WHAT IS REQUIRED: Every line of the records below that holds the word "preemphasis" belongs in the answer.

START INPUT DATA

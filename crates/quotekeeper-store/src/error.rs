//! Error types for store operations.

use std::path::PathBuf;
use thiserror::Error;

use quotekeeper_models::QuoteId;

/// Errors that can occur during store operations.
#[derive(Error, Debug)]
pub enum StoreError {
    /// Failed to read from the file system.
    #[error("failed to read {path}: {source}")]
    Read {
        path: PathBuf,
        #[source]
        source: std::io::Error,
    },

    /// Failed to write to the file system.
    #[error("failed to write {path}: {source}")]
    Write {
        path: PathBuf,
        #[source]
        source: std::io::Error,
    },

    /// Failed to create the storage directory.
    #[error("failed to create directory {path}: {source}")]
    Directory {
        path: PathBuf,
        #[source]
        source: std::io::Error,
    },

    /// Failed to serialize or deserialize a record.
    #[error("failed to serialize: {0}")]
    Serialize(#[from] serde_json::Error),

    /// Counter file exists but holds an unusable value.
    #[error("corrupt id counter at {path}: {reason}")]
    Counter { path: PathBuf, reason: String },

    /// Insert with an identifier the allocator did not just hand out.
    #[error("out-of-sequence insert: expected id {expected}, got {got}")]
    OutOfSequence { expected: u64, got: u64 },

    /// No record exists for the given identifier.
    #[error("quote not found: {id}")]
    NotFound { id: QuoteId },
}

/// Result type alias for store operations.
pub type Result<T> = std::result::Result<T, StoreError>;
// DisplayPort link training tools
//
// Copyright (C) 2023, Intel Corporation

//! Errors returned by the AUX engine, the electrical parameter controller and link training.

use std::io;

use thiserror::Error;

use crate::phy::Level;

/// Failure of a single AUX transaction.
#[derive(Clone, Copy, Debug, Error, PartialEq, Eq)]
pub enum AuxError {
    /// Transaction length was 0 or more than 16 bytes. Nothing was sent.
    #[error("invalid AUX transaction length {0}")]
    InvalidLength(usize),
    /// Address does not fit into the 20-bit AUX address field. Nothing was sent.
    #[error("invalid AUX address {0:#x}")]
    InvalidAddress(u32),
    /// No ACK was received within the retry budget.
    #[error("no response from the sink")]
    NoResponse,
}

/// Failure to apply a drive level.
#[derive(Clone, Copy, Debug, Error, PartialEq, Eq)]
pub enum ParamError {
    /// Voltage swing and pre-emphasis levels add up to more than 3.
    #[error("invalid drive level combination: swing {swing} + pre-emphasis {preemphasis} > 3")]
    InvalidCombination { swing: u8, preemphasis: u8 },
    /// The tuning table of the generation has no entry for the level.
    #[error("no PHY tuning values for {0}")]
    MissingTuning(Level),
    /// PHY sideband bus stayed busy.
    #[error("PHY sideband bus busy while accessing register {0:#x}")]
    SidebandTimeout(u32),
    /// Telling the sink about the new level failed.
    #[error(transparent)]
    Aux(#[from] AuxError),
}

/// Why a training phase gave up.
#[derive(Clone, Copy, Debug, Error, PartialEq, Eq)]
pub enum FailureCause {
    /// Sink requested the same drive level too many times in a row.
    #[error("sink requested {0} repeatedly")]
    SameLevelRepeated(Level),
    /// Maximum voltage swing is already applied and the sink still has no lock.
    #[error("maximum voltage swing reached at {0}")]
    MaxSwingReached(Level),
    /// Iteration cap of the phase was reached.
    #[error("iteration limit of {0} reached")]
    IterationLimit(u32),
    /// Clock recovery was lost while equalizing.
    #[error("clock recovery lost")]
    ClockRecoveryLost,
    #[error(transparent)]
    Aux(#[from] AuxError),
    #[error(transparent)]
    Param(#[from] ParamError),
}

/// Result of an unsuccessful link training attempt.
#[derive(Clone, Copy, Debug, Error, PartialEq, Eq)]
pub enum TrainingError {
    #[error("clock recovery failed: {0}")]
    ClockRecoveryFailed(#[source] FailureCause),
    #[error("channel equalization failed: {0}")]
    EqualizationFailed(#[source] FailureCause),
}

impl TrainingError {
    /// Returns the cause of the failure.
    pub fn cause(&self) -> &FailureCause {
        match self {
            Self::ClockRecoveryFailed(cause) | Self::EqualizationFailed(cause) => cause,
        }
    }

    /// Returns the AUX error that ended training, if that is what happened.
    pub fn aux_error(&self) -> Option<AuxError> {
        match self.cause() {
            FailureCause::Aux(err) | FailureCause::Param(ParamError::Aux(err)) => Some(*err),
            _ => None,
        }
    }
}

impl From<AuxError> for io::Error {
    fn from(err: AuxError) -> Self {
        let kind = match err {
            AuxError::InvalidLength(_) | AuxError::InvalidAddress(_) => io::ErrorKind::InvalidInput,
            AuxError::NoResponse => io::ErrorKind::TimedOut,
        };
        io::Error::new(kind, err)
    }
}

impl From<TrainingError> for io::Error {
    fn from(err: TrainingError) -> Self {
        io::Error::new(io::ErrorKind::Other, err)
    }
}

END INPUT DATA

RESULT FOR THIS EXERCISE:
    #[error("invalid drive level combination: swing {swing} + pre-emphasis {preemphasis} > 3")]
    InvalidCombination { swing: u8, preemphasis: u8 },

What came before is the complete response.